Accordingly, the Company shall not be required to issue certificates
representing fractions of Underlying Shares upon any exercise of this Warrant;
provided, however, in respect of any final fraction of a share it may, at its
sole option, in lieu of delivering a fractional share, make a payment in cash
based upon the then fair market value of such fraction of the Underlying Shares.





<PAGE>

      3. Transfer, Division and Combination.

            No Warrant granted under this Agreement shall be transferable by
Gunn otherwise than by Will or the laws of descent and distribution and, during
the lifetime of Gunn, shall not be exercisable by any other person, but only by
him. The Company agrees to maintain at its principal office in Milford,
Connecticut, books for the registration and transfer of the Warrants and,
subject to the provisions of this paragraph and Section 4 hereof, this Warrant
and all rights hereunder are transferable ONLY with respect to (i) Gunn's heirs
and devisees, or (ii) Gunn's Estate in whole or in part, on such books upon
surrender of this Warrant at such office, together with a written assignment of
this Warrant duly executed by the Holder hereof or his agent or attorney, and
with funds sufficient to pay any stock transfer taxes payable upon the making of
such transfer. Upon surrender and payment, the Company shall execute and deliver
a new Warrant(s) in the name of the assignee of Holder and in the denominations
specified in such instrument of assignment, and this Warrant shall be canceled
promptly. If and when this Warrant is assigned in blank, the Company may, but
shall not be obligated to, treat the bearer hereof as the absolute owner of this
Warrant for all purposes and the Company shall not be affected by any notice to
the contrary. A warrant may be exercised by a Holder for the purchase of shares
of Common Stock without having a new Warrant issued.

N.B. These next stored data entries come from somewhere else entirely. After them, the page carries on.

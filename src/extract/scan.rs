//! Import scanner for JavaScript/TypeScript sources.
//!
//! A lexical scan, not a parser: comments are blanked out first (string
//! and template literals are left alone so `"//libs/ui"` survives), then a
//! handful of patterns pick out module specifiers.

use std::sync::LazyLock;

use regex::Regex;

#[derive(Debug, Clone, Copy, PartialEq, Eq)]
pub enum ImportKind {
    /// `import ... from "x"`, `export ... from "x"`
    Static,
    /// `import "x"`
    SideEffect,
    /// `import("x")`
    Dynamic,
    /// `require("x")`, `import x = require("x")`
    Require,
}

/// One module reference found in a source file.
#[derive(Debug, Clone, PartialEq, Eq)]
pub struct ImportRef {
    pub specifier: String,
    pub kind: ImportKind,
    /// `import type` / `export type`: erased before the code runs.
    pub type_only: bool,
}

/// An `import`/`export` keyword starting a statement.
static STATEMENT_RX: LazyLock<Regex> = LazyLock::new(|| {
    Regex::new(r"(?m)(?:^|[;{}])[ \t]*(import|export)\b").expect("statement pattern is valid")
});

/// Matched against a single statement, never across two.
static FROM_RX: LazyLock<Regex> = LazyLock::new(|| {
    Regex::new(r#"^(?:import|export)\s+(type\s+)?[^;'"`()=]*?\bfrom\s*['"]([^'"\n]+)['"]"#)
        .expect("from pattern is valid")
});

static SIDE_EFFECT_RX: LazyLock<Regex> = LazyLock::new(|| {
    Regex::new(r#"\bimport\s*['"]([^'"\n]+)['"]"#).expect("side effect pattern is valid")
});

static DYNAMIC_RX: LazyLock<Regex> = LazyLock::new(|| {
    Regex::new(r#"\bimport\s*\(\s*['"]([^'"\n]+)['"]\s*\)"#).expect("dynamic pattern is valid")
});

static REQUIRE_RX: LazyLock<Regex> = LazyLock::new(|| {
    Regex::new(r#"\brequire\s*\(\s*['"]([^'"\n]+)['"]\s*\)"#).expect("require pattern is valid")
});

/// Every module reference in `source`, in order of appearance.
pub fn scan(source: &str) -> Vec<ImportRef> {
    let code = strip_comments(source);
    let mut found: Vec<(usize, ImportRef)> = Vec::new();

    let starts: Vec<usize> = STATEMENT_RX
        .captures_iter(&code)
        .filter_map(|caps| caps.get(1))
        .map(|keyword| keyword.start())
        .collect();
    for (i, &start) in starts.iter().enumerate() {
        let end = starts.get(i + 1).copied().unwrap_or(code.len());
        let Some(caps) = FROM_RX.captures(&code[start..end]) else {
            continue;
        };
        if let Some(spec) = caps.get(2) {
            found.push((
                start,
                ImportRef {
                    specifier: spec.as_str().to_string(),
                    kind: ImportKind::Static,
                    type_only: caps.get(1).is_some(),
                },
            ));
        }
    }

    let simple = [
        (&*SIDE_EFFECT_RX, ImportKind::SideEffect),
        (&*DYNAMIC_RX, ImportKind::Dynamic),
        (&*REQUIRE_RX, ImportKind::Require),
    ];
    for (rx, kind) in simple {
        for caps in rx.captures_iter(&code) {
            if let (Some(whole), Some(spec)) = (caps.get(0), caps.get(1)) {
                found.push((
                    whole.start(),
                    ImportRef {
                        specifier: spec.as_str().to_string(),
                        kind,
                        type_only: false,
                    },
                ));
            }
        }
    }

    found.sort_by_key(|(start, _)| *start);
    found.into_iter().map(|(_, import)| import).collect()
}

/// Replace comments with whitespace, keeping line breaks and every string,
/// template and character literal intact.
pub fn strip_comments(source: &str) -> String {
    let mut out = String::with_capacity(source.len());
    let mut chars = source.chars().peekable();

    while let Some(c) = chars.next() {
        match c {
            '\'' | '"' | '`' => {
                out.push(c);
                while let Some(s) = chars.next() {
                    out.push(s);
                    if s == '\\' {
                        if let Some(escaped) = chars.next() {
                            out.push(escaped);
                        }
                    } else if s == c || (s == '\n' && c != '`') {
                        break;
                    }
                }
            }
            '/' if chars.peek() == Some(&'/') => {
                for s in chars.by_ref() {
                    if s == '\n' {
                        out.push('\n');
                        break;
                    }
                }
            }
            '/' if chars.peek() == Some(&'*') => {
                chars.next();
                let mut prev = '\0';
                for s in chars.by_ref() {
                    if prev == '*' && s == '/' {
                        break;
                    }
                    if s == '\n' {
                        out.push('\n');
                    }
                    prev = s;
                }
                out.push(' ');
            }
            _ => out.push(c),
        }
    }

    out
}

            The Company shall pay all expenses, taxes (other than stock transfer
taxes and any of Holder's income taxes, if any, incurred as a result of the
transfer) and other charges payable in connection with the preparation, issue
and delivery of Warrants hereunder.

      4. Restriction on Exercise and Transfer of Warrants and Transfer of
Warrants and Common Stock.

            Except as otherwise provided herein, this Warrant and the
certificates representing the Underlying Shares shall be stamped or otherwise
imprinted with a legend substantially in the following form:

      "Neither this Warrant nor the shares of Common Stock issuable upon
      exercise of this Warrant have been registered under the Securities Act of
      1933, as amended (the "Act"). Neither this Warrant not such Shares may be
      sold, transferred, pledged or hypothecated except as provided in Section 4
      of the Warrant to purchase Common Stock of the Company expiring November
      18, 2003, a copy of which is on file at the principal office of the
      Company."

            This Warrant shall be exercisable (1) only if the issue of
Underlying





<PAGE>

Shares issuable upon exercise is exempt from the requirements of registration
under the Securities Act of 1933, as amended (the "Act") (or any similar statute
then in effect) and any applicable state securities law or (2) upon registration
of such Underlying Shares in compliance therewith. This Warrant shall be
transferable only (i) with the prior written consent of the Company, or (ii) by
will or the laws of descent and distribution, and in either event only if the
Warrant is registered or the transfer is exempt from the requirements of
registration under the Act (or any similar statute then in effect) and any
applicable state securities law.

      5. Acknowledgment by the Holder of Restrictions.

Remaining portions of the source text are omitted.